Frequentando uma UBS
- integralizablog
- 12 de fev. de 2024
- 3 min de leitura
Frequentar a UBS semanalmente pela primeira vez durante quase 3 anos de curso me impactou de modo a me deixar com bastante receio do que aquilo poderia significar para mim. Até aquele momento, o único contato que eu havia mantido com pacientes reais ao longo do curso havia sido dentro de hospitais, em que me era exigido simplesmente uma anamnese simples, mais focada em queixas objetivas que os pacientes apresentavam. Assim, fui introduzido ao método SOAP de como abordar e lidar com o paciente.
A priori, preciso ser sincero e dizer que as minhas primeiras experiências com tal método foram um tanto quanto truncadas e sem jeito... À medida que as semanas avançaram consegui, pouco a pouco, ganhar familiaridade e eficiência, sem no entanto, deixar de valorizar a individualidade de cada um.
A paciente em questão, que será abordada nesse relato, cujo nome será mantido em sigilo, foi uma das primeiras com quem tive contato sob esse método e, também, foi a última nesse meu primeiro ciclo.
Ela, assim como a esmagadora maioria dos pacientes com os quais lidei, chegou à UBS com vários problemas de saúde, sendo esses de diversas naturezas e impactos na vida dos pacientes. Nesse caso específico, a queixa que me fez prestar atenção na importância da integralidade e abordagem ampla do paciente foi uma depressão devido ao luto pela perda de um filho, que havia falecido há pouco mais de um ano.
O detalhe da tristeza era muito nítido, sendo percebido tanto na face da paciente como no modo como ela falava e encarava a vida. Isso levou ela a, com efeito, ter uma vida solitária, com uma alimentação de pouquíssima qualidade e uma letargia que a deixou ainda mais sedentária e acima do peso. Tal detalhe foi referido em meio a tantas outras informações durante o registro do "subjetivo" da paciente, de modo que, no fim das contas, a conduta pôde ser mais acertada e ampla no manejo dos problemas secundários referidos por ela até então.
Aliás, a experiência com essa paciente também me trouxe algo que até então eu ainda não tinha vivido dentro do curso de Medicina: o segundo encontro com um mesmo paciente. De certa forma, encontrá-la novamente foi um tanto quanto animador, já que as expectativas eram relativamente altas para que uma melhora dela surgisse após um primeiro encontro com prescrição de tratamento e terapia.
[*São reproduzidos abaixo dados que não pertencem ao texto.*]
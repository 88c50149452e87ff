//! Condition AST nodes
//!
//! A compiled subscription is a tree of `Condition` nodes: seven leaf kinds
//! addressing the routable parts of an event, plus `Group` for and/or
//! conjunctions. The node set is closed and exhaustively matched by both the
//! compiler and downstream evaluators, so it is a tagged enum rather than a
//! trait hierarchy.
//!
//! The serde representation is tagged by the `type` field and uses the wire
//! names (`event-type`, `event-property`, ...) expected by evaluators.

use super::operator::{GroupOperator, Operator};
use crate::value::Value;
use serde::{Deserialize, Serialize};

/// A compiled subscription condition
#[derive(Debug, Clone, PartialEq, Serialize, Deserialize)]
#[serde(tag = "type")]
pub enum Condition {
    /// Conjunction or disjunction of child conditions, in source order
    #[serde(rename = "group")]
    Group {
        operator: GroupOperator,
        children: Vec<Condition>,
    },

    /// Comparison against the event's type (`track`, `identify`, ...)
    #[serde(rename = "event-type")]
    EventType { operator: Operator, value: Value },

    /// Comparison against the event name
    #[serde(rename = "event")]
    Event { operator: Operator, value: Value },

    /// Comparison against the top-level `name` field
    #[serde(rename = "name")]
    Name {
        operator: Operator,
        #[serde(default, skip_serializing_if = "Option::is_none")]
        value: Option<Value>,
    },

    /// Comparison against the top-level `userId` field
    #[serde(rename = "userId")]
    UserId {
        operator: Operator,
        #[serde(default, skip_serializing_if = "Option::is_none")]
        value: Option<Value>,
    },

    /// Comparison against a path under `properties.`
    #[serde(rename = "event-property")]
    EventProperty {
        name: String,
        operator: Operator,
        #[serde(default, skip_serializing_if = "Option::is_none")]
        value: Option<Value>,
    },

    /// Comparison against a path under `traits.`
    #[serde(rename = "event-trait")]
    EventTrait {
        name: String,
        operator: Operator,
        #[serde(default, skip_serializing_if = "Option::is_none")]
        value: Option<Value>,
    },

    /// Comparison against a path under `context.`
    #[serde(rename = "event-context")]
    EventContext {
        name: String,
        operator: Operator,
        #[serde(default, skip_serializing_if = "Option::is_none")]
        value: Option<Value>,
    },
}

impl Condition {
    /// Create a group condition
    pub fn group(operator: GroupOperator, children: Vec<Condition>) -> Self {
        Condition::Group { operator, children }
    }

    /// Create an event-type condition
    pub fn event_type(operator: Operator, value: impl Into<Value>) -> Self {
        Condition::EventType {
            operator,
            value: value.into(),
        }
    }

    /// Create an event-name condition
    pub fn event(operator: Operator, value: impl Into<Value>) -> Self {
        Condition::Event {
            operator,
            value: value.into(),
        }
    }

    /// Create a name condition
    pub fn name(operator: Operator, value: Option<Value>) -> Self {
        Condition::Name { operator, value }
    }

    /// Create a userId condition
    pub fn user_id(operator: Operator, value: Option<Value>) -> Self {
        Condition::UserId { operator, value }
    }

    /// Create an event-property condition
    pub fn event_property(
        name: impl Into<String>,
        operator: Operator,
        value: Option<Value>,
    ) -> Self {
        Condition::EventProperty {
            name: name.into(),
            operator,
            value,
        }
    }

    /// Create an event-trait condition
    pub fn event_trait(name: impl Into<String>, operator: Operator, value: Option<Value>) -> Self {
        Condition::EventTrait {
            name: name.into(),
            operator,
            value,
        }
    }

    /// Create an event-context condition
    pub fn event_context(
        name: impl Into<String>,
        operator: Operator,
        value: Option<Value>,
    ) -> Self {
        Condition::EventContext {
            name: name.into(),
            operator,
            value,
        }
    }

    /// Returns true if this is a group condition
    pub fn is_group(&self) -> bool {
        matches!(self, Condition::Group { .. })
    }
}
Infelizmente, tais expectativas foram, de certo modo, frustradas. Principalmente por dois fatores, os quais eu ainda não tinha lidado até então: o primeiro deles é a falibilidade do sistema, que apresenta muitos atrasos, redundâncias, filas de espera e maus serviços; o segundo, a resistência da própria paciente ao que se havia convencionado como conduta terapêutica inicial na primeira consulta.
Por exemplo, fatores como mudanças de hábitos alimentares menos deletérios ou mesmo adesão a algum tipo de atividade físicas, que poderiam partir de uma iniciativa da própria paciente, foram negligenciados por ela e tiveram sua importância reafirmada durante o segundo encontro. "Não se pode ajudar quem não quer ser ajudado”, afinal.
De modo geral, a possibilidade de experienciar "uma consulta de retorno" acrescentou bastante ao meu repertório de experiência, seja pelas expectativas, pelas frustrações, ou pela oportunidade de acompanhar alguém "sob seus cuidados". Apesar de não ter certeza se a verei novamente, espero que os empecilhos do sistema e os intrínsecos a ela consigam dar espaço a uma melhora de vida genuinamente digna de nota.